• **Task to carry out**: Whenever the string "Error" turns up in a line below, that line should be copied.

• **Available data**:

☆ ☆ ☆ ☆

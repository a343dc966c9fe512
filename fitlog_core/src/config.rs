//! Configuration file support for fitlog.
//!
//! Configuration is loaded from `$XDG_CONFIG_HOME/fitlog/config.toml`.

use crate::{Error, Result};
use serde::{Deserialize, Serialize};
use std::path::{Path, PathBuf};

/// Application configuration
#[derive(Clone, Debug, Serialize, Deserialize, Default)]
pub struct Config {
    #[serde(default)]
    pub data: DataConfig,

    #[serde(default)]
    pub metrics: MetricsConfig,
}

/// Data storage configuration
#[derive(Clone, Debug, Serialize, Deserialize)]
pub struct DataConfig {
    #[serde(default = "default_data_dir")]
    pub data_dir: PathBuf,
}

impl Default for DataConfig {
    fn default() -> Self {
        Self {
            data_dir: default_data_dir(),
        }
    }
}

/// Calorie-estimation parameters
#[derive(Clone, Debug, Serialize, Deserialize)]
pub struct MetricsConfig {
    /// Body weight assumed for calorie estimates when no profile exists
    #[serde(default = "default_fallback_weight")]
    pub fallback_weight_kg: f64,

    /// Weekly calorie goal applied to newly saved profiles
    #[serde(default = "default_weekly_cal_goal")]
    pub weekly_cal_goal: u32,
}

impl Default for MetricsConfig {
    fn default() -> Self {
        Self {
            fallback_weight_kg: default_fallback_weight(),
            weekly_cal_goal: default_weekly_cal_goal(),
        }
    }
}

// Default value functions
fn default_data_dir() -> PathBuf {
    let base = dirs::data_local_dir().unwrap_or_else(|| {
        let home = std::env::var("HOME").expect("HOME environment variable not set");
        PathBuf::from(home).join(".local/share")
    });
    base.join("fitlog")
}

fn default_fallback_weight() -> f64 {
    crate::metrics::FALLBACK_WEIGHT_KG
}

fn default_weekly_cal_goal() -> u32 {
    crate::types::DEFAULT_WEEKLY_CAL_GOAL
}

impl Config {
    /// Load configuration from the standard config path
    pub fn load() -> Result<Self> {
        let config_path = Self::default_config_path();
        if config_path.exists() {
            Self::load_from(&config_path)
        } else {
            tracing::info!("No config file found at {:?}, using defaults", config_path);
            Ok(Self::default())
        }
    }

    /// Load configuration from a specific path
    pub fn load_from(path: &Path) -> Result<Self> {
        let contents = std::fs::read_to_string(path)?;
        let config: Config = toml::from_str(&contents)?;
        tracing::info!("Loaded config from {:?}", path);
        Ok(config)
    }

    /// Get the default config file path
    pub fn default_config_path() -> PathBuf {
        let base = dirs::config_dir().unwrap_or_else(|| {
            let home = std::env::var("HOME").expect("HOME environment variable not set");
            PathBuf::from(home).join(".config")
        });
        base.join("fitlog").join("config.toml")
    }

    /// Save the current configuration to a specific path
    pub fn save_to(&self, path: &Path) -> Result<()> {
        if let Some(parent) = path.parent() {
            std::fs::create_dir_all(parent)?;
        }

        let contents = toml::to_string_pretty(self)
            .map_err(|e| Error::Config(format!("Failed to serialize config: {}", e)))?;
        std::fs::write(path, contents)?;
        tracing::info!("Saved config to {:?}", path);
        Ok(())
    }
}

☆ ☆ ☆ ☆

• **Response**:
use crate::{Error, Result};
            .map_err(|e| Error::Config(format!("Failed to serialize config: {}", e)))?;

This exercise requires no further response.